Dataset records:
use pretty_assertions::assert_eq;
use tracker_app::{parse_command, Command, InputError};
use tracker_core::{ControlAction, Msg};

#[test]
fn control_words_map_to_control_requests() {
    let cases = [
        ("start", ControlAction::Start),
        ("pause", ControlAction::Pause),
        (" Resume ", ControlAction::Resume),
        ("cancel", ControlAction::Cancel),
        ("retry", ControlAction::Retry),
    ];
    for (line, action) in cases {
        assert_eq!(
            parse_command(line),
            Ok(Some(Command::Send(Msg::ControlRequested(action))))
        );
    }
}

#[test]
fn job_watching_needs_an_id() {
    assert_eq!(
        parse_command("watch job7"),
        Ok(Some(Command::Send(Msg::WatchJob("job7".to_string()))))
    );
    assert_eq!(
        parse_command("unwatch job7"),
        Ok(Some(Command::Send(Msg::UnwatchJob("job7".to_string()))))
    );
    assert_eq!(
        parse_command("watch"),
        Err(InputError::MissingArgument {
            command: "watch",
            argument: "job id"
        })
    );
}

#[test]
fn session_commands() {
    assert_eq!(parse_command(""), Ok(None));
    assert_eq!(parse_command("   "), Ok(None));
    assert_eq!(parse_command("q"), Ok(Some(Command::Quit)));
    assert_eq!(parse_command("help"), Ok(Some(Command::Help)));
    assert_eq!(
        parse_command("refresh"),
        Ok(Some(Command::Send(Msg::RefreshRequested)))
    );
    assert_eq!(
        parse_command("reconnect"),
        Ok(Some(Command::Send(Msg::ReconnectRequested)))
    );
    assert_eq!(
        parse_command("open b2"),
        Ok(Some(Command::Send(Msg::OpenBatch {
            batch_id: "b2".to_string()
        })))
    );
    assert_eq!(
        parse_command("close"),
        Ok(Some(Command::Send(Msg::CloseBatch)))
    );
}

#[test]
fn unknown_words_are_rejected() {
    assert_eq!(
        parse_command("explode now"),
        Err(InputError::Unknown("explode".to_string()))
    );
}
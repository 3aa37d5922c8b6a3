//! Batch tracker engine: event-stream connection, snapshot API and the
//! effect-executing monitor loop.
mod api;
mod connection;
mod monitor;
mod presenter;
mod transport;

pub use api::{ApiError, ApiSettings, ReqwestSnapshotApi, SnapshotApi};
pub use connection::{ConnectionHandle, ConnectionManager, ConnectionSettings, ReconnectState};
pub use monitor::{BatchMonitor, MonitorSettings};
pub use presenter::StatusPresenter;
pub use transport::{Connector, Link, TransportError, WsConnector};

Task requirements:
Having read the records above, reproduce each one exactly.

Response below:
use pretty_assertions::assert_eq;
use tracker_app::{parse_command, Command, InputError};
use tracker_core::{ControlAction, Msg};

#[test]
fn control_words_map_to_control_requests() {
    let cases = [
        ("start", ControlAction::Start),
        ("pause", ControlAction::Pause),
        (" Resume ", ControlAction::Resume),
        ("cancel", ControlAction::Cancel),
        ("retry", ControlAction::Retry),
    ];
    for (line, action) in cases {
        assert_eq!(
            parse_command(line),
            Ok(Some(Command::Send(Msg::ControlRequested(action))))
        );
    }
}

#[test]
fn job_watching_needs_an_id() {
    assert_eq!(
        parse_command("watch job7"),
        Ok(Some(Command::Send(Msg::WatchJob("job7".to_string()))))
    );
    assert_eq!(
        parse_command("unwatch job7"),
        Ok(Some(Command::Send(Msg::UnwatchJob("job7".to_string()))))
    );
    assert_eq!(
        parse_command("watch"),
        Err(InputError::MissingArgument {
            command: "watch",
            argument: "job id"
        })
    );
}

#[test]
fn session_commands() {
    assert_eq!(parse_command(""), Ok(None));
    assert_eq!(parse_command("   "), Ok(None));
    assert_eq!(parse_command("q"), Ok(Some(Command::Quit)));
    assert_eq!(parse_command("help"), Ok(Some(Command::Help)));
    assert_eq!(
        parse_command("refresh"),
        Ok(Some(Command::Send(Msg::RefreshRequested)))
    );
    assert_eq!(
        parse_command("reconnect"),
        Ok(Some(Command::Send(Msg::ReconnectRequested)))
    );
    assert_eq!(
        parse_command("open b2"),
        Ok(Some(Command::Send(Msg::OpenBatch {
            batch_id: "b2".to_string()
        })))
    );
    assert_eq!(
        parse_command("close"),
        Ok(Some(Command::Send(Msg::CloseBatch)))
    );
}

#[test]
fn unknown_words_are_rejected() {
    assert_eq!(
        parse_command("explode now"),
        Err(InputError::Unknown("explode".to_string()))
    );
}
repository 3aa37d5922c8b6a3
//! Batch tracker engine: event-stream connection, snapshot API and the
//! effect-executing monitor loop.
mod api;
mod connection;
mod monitor;
mod presenter;
mod transport;

pub use api::{ApiError, ApiSettings, ReqwestSnapshotApi, SnapshotApi};
pub use connection::{ConnectionHandle, ConnectionManager, ConnectionSettings, ReconnectState};
pub use monitor::{BatchMonitor, MonitorSettings};
pub use presenter::StatusPresenter;
pub use transport::{Connector, Link, TransportError, WsConnector};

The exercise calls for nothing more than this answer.